Count the lines below that contain the word "Sion" and give only the number.

INFORMATION PROVIDED section start

//! # Per-entity client state machine
//!
//! [`EntityState`] is the in-memory cache one entity type keeps on the
//! client: the last fetched page, the selected record, and the request
//! lifecycle flags the views render from. It is updated exclusively through
//! [`reduce`], a pure function over [`EntityEvent`]s — the request layer
//! turns gateway outcomes into events, the views only ever read the state.
//!
//! Transitions:
//!
//! | Event | Effect |
//! |-------|--------|
//! | `ListPending` / `GetPending` | `loading = true`, clears `error_message` and `update_success` |
//! | `MutationPending` | `updating = true`, clears `error_message` and `update_success` |
//! | `ListFulfilled` | replaces `entities` and `total_items`, `loading = false` |
//! | `GetFulfilled` | replaces `entity`, `loading = false` |
//! | `MutationFulfilled` | `entity` set to the returned record, `updating = false`, `update_success = true` |
//! | `DeleteFulfilled` | clears `entity`, `updating = false`, `update_success = true` |
//! | `Rejected` | stores the failure, clears both busy flags; `entities` and `entity` keep their previous values |
//! | `Reset` | clears `entity` and `update_success` (used when opening a create form) |
//!
//! There is no deduplication or cancellation: a second request while one is
//! pending simply re-enters the pending state.

use serde::{Deserialize, Serialize};

/// A request failure as surfaced to the views.
///
/// Covers both transport errors (no response reached the server, `status` is
/// `None`) and server rejections (4xx/5xx with the status recorded).
#[derive(Clone, Debug, PartialEq, Eq, Serialize, Deserialize)]
pub struct ErrorMessage {
    pub message: String,
    pub status: Option<u16>,
}

impl ErrorMessage {
    pub fn transport(message: impl Into<String>) -> Self {
        Self {
            message: message.into(),
            status: None,
        }
    }

    pub fn rejection(status: u16, message: impl Into<String>) -> Self {
        Self {
            message: message.into(),
            status: Some(status),
        }
    }
}

impl std::fmt::Display for ErrorMessage {
    fn fmt(&self, f: &mut std::fmt::Formatter<'_>) -> std::fmt::Result {
        match self.status {
            Some(status) => write!(f, "{} ({})", self.message, status),
            None => write!(f, "{}", self.message),
        }
    }
}

/// Client-side cache and request lifecycle flags for one entity type.
#[derive(Clone, Debug, PartialEq)]
pub struct EntityState<T> {
    /// The most recently fetched page of records.
    pub entities: Vec<T>,
    /// The selected record (detail, edit, delete screens).
    pub entity: Option<T>,
    /// Server-reported total count across all pages.
    pub total_items: i64,
    /// A list or single-record fetch is in flight.
    pub loading: bool,
    /// A create/update/delete is in flight.
    pub updating: bool,
    pub error_message: Option<ErrorMessage>,
    /// Set when the last mutation completed; forms navigate away on it.
    pub update_success: bool,
}

impl<T> Default for EntityState<T> {
    fn default() -> Self {
        Self {
            entities: Vec::new(),
            entity: None,
            total_items: 0,
            loading: false,
            updating: false,
            error_message: None,
            update_success: false,
        }
    }
}

impl<T> EntityState<T> {
    /// Apply an event in place. Sugar over [`reduce`] for signal-held state.
    pub fn apply(&mut self, event: EntityEvent<T>) {
        *self = reduce(std::mem::take(self), event);
    }
}

/// Outcome of a gateway request, as consumed by [`reduce`].
#[derive(Clone, Debug, PartialEq)]
pub enum EntityEvent<T> {
    ListPending,
    GetPending,
    MutationPending,
    ListFulfilled { entities: Vec<T>, total_items: i64 },
    GetFulfilled(T),
    MutationFulfilled(T),
    DeleteFulfilled,
    Rejected(ErrorMessage),
    Reset,
}

/// The pure reducer: `(state, event) -> state`.
pub fn reduce<T>(mut state: EntityState<T>, event: EntityEvent<T>) -> EntityState<T> {
    match event {
        EntityEvent::ListPending | EntityEvent::GetPending => {
            state.error_message = None;
            state.update_success = false;
            state.loading = true;
        }
        EntityEvent::MutationPending => {
            state.error_message = None;
            state.update_success = false;
            state.updating = true;
        }
        EntityEvent::ListFulfilled {
            entities,
            total_items,
        } => {
            state.loading = false;
            state.entities = entities;
            state.total_items = total_items;
        }
        EntityEvent::GetFulfilled(entity) => {
            state.loading = false;
            state.entity = Some(entity);
        }
        EntityEvent::MutationFulfilled(entity) => {
            state.updating = false;
            state.loading = false;
            state.update_success = true;
            state.entity = Some(entity);
        }
        EntityEvent::DeleteFulfilled => {
            state.updating = false;
            state.update_success = true;
            state.entity = None;
        }
        EntityEvent::Rejected(error) => {
            state.loading = false;
            state.updating = false;
            state.error_message = Some(error);
        }
        EntityEvent::Reset => {
            state.entity = None;
            state.update_success = false;
        }
    }
    state
}

#[cfg(test)]
mod tests {
    use super::*;
    use crate::models::City;

    fn city(id: i64, name: &str) -> City {
        City {
            id: Some(id),
            city_name: Some(name.to_string()),
        }
    }

    #[test]
    fn list_lifecycle() {
        let state = EntityState::<City>::default();
        let state = reduce(state, EntityEvent::ListPending);
        assert!(state.loading);
        assert!(state.error_message.is_none());

        let state = reduce(
            state,
            EntityEvent::ListFulfilled {
                entities: vec![city(1, "Geneva")],
                total_items: 1,
            },
        );
        assert!(!state.loading);
        assert_eq!(state.entities.len(), 1);
        assert_eq!(state.total_items, 1);
    }

    #[test]
    fn get_lifecycle() {
        let state = reduce(EntityState::<City>::default(), EntityEvent::GetPending);
        assert!(state.loading);
        let state = reduce(state, EntityEvent::GetFulfilled(city(3, "Lausanne")));
        assert!(!state.loading);
        assert_eq!(state.entity, Some(city(3, "Lausanne")));
    }

    #[test]
    fn mutation_sets_update_success() {
        let state = reduce(EntityState::<City>::default(), EntityEvent::MutationPending);
        assert!(state.updating);
        assert!(!state.update_success);
        let state = reduce(state, EntityEvent::MutationFulfilled(city(9, "Zurich")));
        assert!(!state.updating);
        assert!(state.update_success);
        assert_eq!(state.entity, Some(city(9, "Zurich")));
    }

    #[test]
    fn delete_clears_selected() {
        let mut state = EntityState::<City>::default();
        state.entity = Some(city(4, "Bern"));
        let state = reduce(state, EntityEvent::MutationPending);
        let state = reduce(state, EntityEvent::DeleteFulfilled);
        assert!(state.entity.is_none());
        assert!(state.update_success);
    }

    #[test]
    fn rejection_keeps_previous_data() {
        let mut state = EntityState::<City>::default();
        state.entities = vec![city(1, "Geneva")];
        state.entity = Some(city(1, "Geneva"));

        let state = reduce(state, EntityEvent::GetPending);
        let state = reduce(
            state,
            EntityEvent::Rejected(ErrorMessage::rejection(404, "Not Found")),
        );
        assert!(!state.loading);
        assert!(!state.updating);
        assert_eq!(state.error_message.as_ref().unwrap().status, Some(404));
        // Previously displayed data stays in place.
        assert_eq!(state.entities.len(), 1);
        assert_eq!(state.entity, Some(city(1, "Geneva")));
        assert!(!state.update_success);
    }

    #[test]
    fn pending_clears_stale_error_and_success() {
        let mut state = EntityState::<City>::default();
        state.error_message = Some(ErrorMessage::transport("network down"));
        state.update_success = true;

        let state = reduce(state, EntityEvent::MutationPending);
        assert!(state.error_message.is_none());
        assert!(!state.update_success);
    }

    #[test]
    fn reset_clears_selected_and_success() {
        let mut state = EntityState::<City>::default();
        state.entity = Some(city(2, "Sion"));
        state.update_success = true;
        state.entities = vec![city(2, "Sion")];

        let state = reduce(state, EntityEvent::Reset);
        assert!(state.entity.is_none());
        assert!(!state.update_success);
        // The cached list is untouched.
        assert_eq!(state.entities.len(), 1);
    }
}
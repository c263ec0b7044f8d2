//! App-wide gateway context: one REST gateway per entity, all resolved
//! against the same API origin.

use dioxus::prelude::*;

use api::RestGateway;
use store::{City, ClientConfig, Ride, ShareCity, ShareRide, ShareUser, Users};

#[derive(Clone)]
pub struct Gateways {
    pub rides: RestGateway<Ride>,
    pub cities: RestGateway<City>,
    pub users: RestGateway<Users>,
    pub share_rides: RestGateway<ShareRide>,
    pub share_cities: RestGateway<ShareCity>,
    pub share_users: RestGateway<ShareUser>,
    pub items_per_page: u64,
}

impl Gateways {
    pub fn new(config: &ClientConfig, base_url: &str) -> Self {
        Self {
            rides: api::rides(base_url),
            cities: api::cities(base_url),
            users: api::users(base_url),
            share_rides: api::share_rides(base_url),
            share_cities: api::share_cities(base_url),
            share_users: api::share_users(base_url),
            items_per_page: config.list.items_per_page,
        }
    }

    pub fn from_env() -> Self {
        let config = ClientConfig::default();
        let base_url = api_origin(&config);
        Self::new(&config, &base_url)
    }
}

/// In the browser the API is served from the app's own origin; elsewhere the
/// configured base URL applies.
fn api_origin(config: &ClientConfig) -> String {
    #[cfg(target_arch = "wasm32")]
    {
        if let Some(origin) = web_sys::window().and_then(|w| w.location().origin().ok()) {
            return origin;
        }
    }
    config.api.base_url.clone()
}

pub fn use_gateways() -> Gateways {
    use_context()
}
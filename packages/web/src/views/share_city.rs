//! Share city screens. A share city carries a country on top of the name.

use dioxus::prelude::*;

use store::{EntityState, ShareCity, ShareCountry};
use ui::icons::{FaArrowsRotate, FaPlus};
use ui::{
    actions, DeleteConfirm, EmptyAlert, ErrorAlert, Icon, ItemCount, LoadingBanner, PaginationBar,
    SortHeader,
};

use crate::gateways::use_gateways;
use crate::views::{non_empty, route_pagination};
use crate::Route;

const DEFAULT_SORT: &str = "id";

#[component]
pub fn ShareCityList(page: u64, sort: String) -> Element {
    let gateways = use_gateways();
    let nav = use_navigator();
    let state = use_signal(EntityState::<ShareCity>::default);
    let items_per_page = gateways.items_per_page;

    let mut route_query = use_signal(|| (page, sort.clone()));
    if *route_query.peek() != (page, sort.clone()) {
        route_query.set((page, sort.clone()));
    }

    let loader_gw = gateways.clone();
    let mut loader = use_resource(move || {
        let gw = loader_gw.clone();
        let (page, sort) = route_query();
        async move {
            let params = route_pagination(page, &sort, DEFAULT_SORT, items_per_page).list_params();
            actions::load_entities(&gw.share_cities, state, &params).await;
        }
    });

    let pagination = route_pagination(page, &sort, DEFAULT_SORT, items_per_page);

    let on_sort = {
        let pagination = pagination.clone();
        move |field: String| {
            let mut p = pagination.clone();
            p.toggle_sort(&field);
            nav.push(Route::ShareCityList {
                page: p.active_page,
                sort: p.sort_param(),
            });
        }
    };

    let s = state();

    rsx! {
        div {
            class: "entity-page",
            div {
                class: "page-heading",
                h2 { "Share Cities" }
                div {
                    class: "page-actions",
                    button {
                        class: "btn btn-info",
                        disabled: s.loading,
                        onclick: move |_| loader.restart(),
                        Icon { width: 14, height: 14, icon: FaArrowsRotate }
                        " Refresh list"
                    }
                    Link {
                        class: "btn btn-primary",
                        to: Route::ShareCityNew {},
                        Icon { width: 14, height: 14, icon: FaPlus }
                        " Create a new Share City"
                    }
                }
            }
            if let Some(error) = s.error_message.clone() {
                ErrorAlert { error }
            }
            if s.loading && s.entities.is_empty() {
                LoadingBanner {}
            } else if s.entities.is_empty() {
                EmptyAlert { message: "No Share Cities found" }
            }
            if !s.entities.is_empty() {
                table {
                    class: "table",
                    thead {
                        tr {
                            SortHeader { label: "ID", field: "id", current_sort: pagination.sort.clone(), order: pagination.order, on_sort: on_sort.clone() }
                            SortHeader { label: "City Name", field: "cityName", current_sort: pagination.sort.clone(), order: pagination.order, on_sort: on_sort.clone() }
                            SortHeader { label: "City Country", field: "cityCountry", current_sort: pagination.sort.clone(), order: pagination.order, on_sort: on_sort.clone() }
                            th {}
                        }
                    }
                    tbody {
                        for city in s.entities.iter() {
                            ShareCityRow {
                                key: "{city.id.unwrap_or_default()}",
                                city: city.clone(),
                                page: pagination.active_page,
                                sort: pagination.sort_param(),
                            }
                        }
                    }
                }
            }
            if s.total_items > 0 {
                div {
                    class: "pagination-footer",
                    ItemCount {
                        active_page: pagination.active_page,
                        total_items: s.total_items,
                        items_per_page,
                    }
                    PaginationBar {
                        active_page: pagination.active_page,
                        total_items: s.total_items,
                        items_per_page,
                        on_select: {
                            let pagination = pagination.clone();
                            move |selected: u64| {
                                let mut p = pagination.clone();
                                p.active_page = selected;
                                nav.push(Route::ShareCityList {
                                    page: p.active_page,
                                    sort: p.sort_param(),
                                });
                            }
                        },
                    }
                }
            }
        }
    }
}

#[component]
fn ShareCityRow(city: ShareCity, page: u64, sort: String) -> Element {
    let id = city.id.unwrap_or_default();
    let name = city.city_name.clone().unwrap_or_default();
    let country = city
        .city_country
        .map(|c| c.label().to_string())
        .unwrap_or_default();

    rsx! {
        tr {
            td { Link { to: Route::ShareCityDetail { id }, "{id}" } }
            td { "{name}" }
            td { "{country}" }
            td {
                class: "row-actions",
                Link { class: "btn btn-sm", to: Route::ShareCityDetail { id }, "View" }
                Link { class: "btn btn-sm", to: Route::ShareCityEdit { id, page, sort: sort.clone() }, "Edit" }
                Link { class: "btn btn-sm btn-danger", to: Route::ShareCityDelete { id, page, sort: sort.clone() }, "Delete" }
            }
        }
    }
}

#[component]
pub fn ShareCityDetail(id: i64) -> Element {
    let gateways = use_gateways();
    let state = use_signal(EntityState::<ShareCity>::default);

    let mut id_signal = use_signal(|| id);
    if *id_signal.peek() != id {
        id_signal.set(id);
    }

    let loader_gw = gateways.clone();
    let _loader = use_resource(move || {
        let gw = loader_gw.clone();
        let id = id_signal();
        async move {
            actions::load_entity(&gw.share_cities, state, id).await;
        }
    });

    let s = state();
    let city = s.entity.clone().unwrap_or_default();
    let country = city
        .city_country
        .map(|c| c.label().to_string())
        .unwrap_or_default();

    rsx! {
        div {
            class: "entity-detail",
            h2 { "Share City" }
            if let Some(error) = s.error_message.clone() {
                ErrorAlert { error }
            }
            if s.loading {
                LoadingBanner {}
            } else {
                dl {
                    dt { "ID" }
                    dd { "{city.id.unwrap_or_default()}" }
                    dt { "City Name" }
                    dd { {city.city_name.clone().unwrap_or_default()} }
                    dt { "City Country" }
                    dd { "{country}" }
                }
            }
            div {
                class: "page-actions",
                Link {
                    class: "btn btn-secondary",
                    to: Route::ShareCityList { page: 0, sort: String::new() },
                    "Back"
                }
                Link {
                    class: "btn btn-primary",
                    to: Route::ShareCityEdit { id, page: 0, sort: String::new() },
                    "Edit"
                }
            }
        }
    }
}

#[component]
pub fn ShareCityNew() -> Element {
    rsx! {
        ShareCityForm { page: 0u64, sort: String::new() }
    }
}

#[component]
pub fn ShareCityEdit(id: i64, page: u64, sort: String) -> Element {
    rsx! {
        ShareCityForm { id, page, sort }
    }
}

#[component]
fn ShareCityForm(id: Option<i64>, page: u64, sort: String) -> Element {
    let gateways = use_gateways();
    let nav = use_navigator();
    let state = use_signal(EntityState::<ShareCity>::default);
    let items_per_page = gateways.items_per_page;

    let mut city_name = use_signal(String::new);
    let mut city_country = use_signal(|| ShareCountry::CH.as_str().to_string());
    let mut hydrated = use_signal(|| false);

    let loader_gw = gateways.clone();
    let _loader = use_resource(move || {
        let gw = loader_gw.clone();
        async move {
            if let Some(id) = id {
                actions::load_entity(&gw.share_cities, state, id).await;
            } else {
                actions::reset(state);
            }
        }
    });

    use_effect(move || {
        if id.is_none() || hydrated() {
            return;
        }
        let Some(city) = state().entity else {
            return;
        };
        city_name.set(city.city_name.clone().unwrap_or_default());
        if let Some(country) = city.city_country {
            city_country.set(country.as_str().to_string());
        }
        hydrated.set(true);
    });

    let nav_sort = sort.clone();
    use_effect(move || {
        if state().update_success {
            nav.push(Route::ShareCityList {
                page,
                sort: nav_sort.clone(),
            });
        }
    });

    let submit_gw = gateways.clone();
    let relist = route_pagination(page, &sort, DEFAULT_SORT, items_per_page).list_params();
    let on_submit = move |evt: FormEvent| {
        evt.prevent_default();
        let entity = ShareCity {
            id: state.peek().entity.as_ref().and_then(|e| e.id),
            city_name: non_empty(&city_name.peek()),
            city_country: ShareCountry::from_param(&city_country.peek()),
        };
        let gw = submit_gw.clone();
        let relist = relist.clone();
        spawn(async move {
            if id.is_some() {
                actions::save_existing(&gw.share_cities, state, &entity, &relist).await;
            } else {
                actions::save_new(&gw.share_cities, state, &entity, &relist).await;
            }
        });
    };

    let s = state();
    let heading = if id.is_some() {
        "Edit Share City"
    } else {
        "Create a new Share City"
    };

    rsx! {
        div {
            class: "entity-form",
            h2 { "{heading}" }
            if let Some(error) = s.error_message.clone() {
                ErrorAlert { error }
            }
            if id.is_some() && s.loading {
                LoadingBanner {}
            } else {
                form {
                    onsubmit: on_submit,
                    div {
                        class: "form-field",
                        label { "City Name" }
                        input {
                            r#type: "text",
                            value: city_name(),
                            oninput: move |evt| city_name.set(evt.value()),
                        }
                    }
                    div {
                        class: "form-field",
                        label { "City Country" }
                        select {
                            value: city_country(),
                            onchange: move |evt| city_country.set(evt.value()),
                            for country in ShareCountry::ALL {
                                option { value: country.as_str(), "{country.label()}" }
                            }
                        }
                    }
                    div {
                        class: "form-actions",
                        Link {
                            class: "btn btn-secondary",
                            to: Route::ShareCityList { page, sort: sort.clone() },
                            "Back"
                        }
                        button {
                            class: "btn btn-primary",
                            r#type: "submit",
                            disabled: s.updating,
                            "Save"
                        }
                    }
                }
            }
        }
    }
}

#[component]
pub fn ShareCityDelete(id: i64, page: u64, sort: String) -> Element {
    let gateways = use_gateways();
    let nav = use_navigator();
    let state = use_signal(EntityState::<ShareCity>::default);

    let loader_gw = gateways.clone();
    let _loader = use_resource(move || {
        let gw = loader_gw.clone();
        async move {
            actions::load_entity(&gw.share_cities, state, id).await;
        }
    });

    let back_success = Route::ShareCityList {
        page,
        sort: sort.clone(),
    };
    use_effect(move || {
        if state().update_success {
            nav.push(back_success.clone());
        }
    });

    let relist = route_pagination(page, &sort, DEFAULT_SORT, gateways.items_per_page).list_params();
    let confirm_gw = gateways.clone();
    let on_confirm = move |_| {
        let gw = confirm_gw.clone();
        let relist = relist.clone();
        spawn(async move {
            actions::delete_entity(&gw.share_cities, state, id, &relist).await;
        });
    };
    let back_cancel = Route::ShareCityList {
        page,
        sort: sort.clone(),
    };
    let on_cancel = move |_| {
        nav.push(back_cancel.clone());
    };

    let s = state();

    rsx! {
        if let Some(error) = s.error_message.clone() {
            ErrorAlert { error }
        }
        DeleteConfirm {
            heading: "Confirm delete operation",
            message: format!("Are you sure you want to delete Share City {id}?"),
            busy: s.updating,
            on_confirm: on_confirm,
            on_cancel: on_cancel,
        }
    }
}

INFORMATION PROVIDED section end

▶ YOUR RESPONSE
2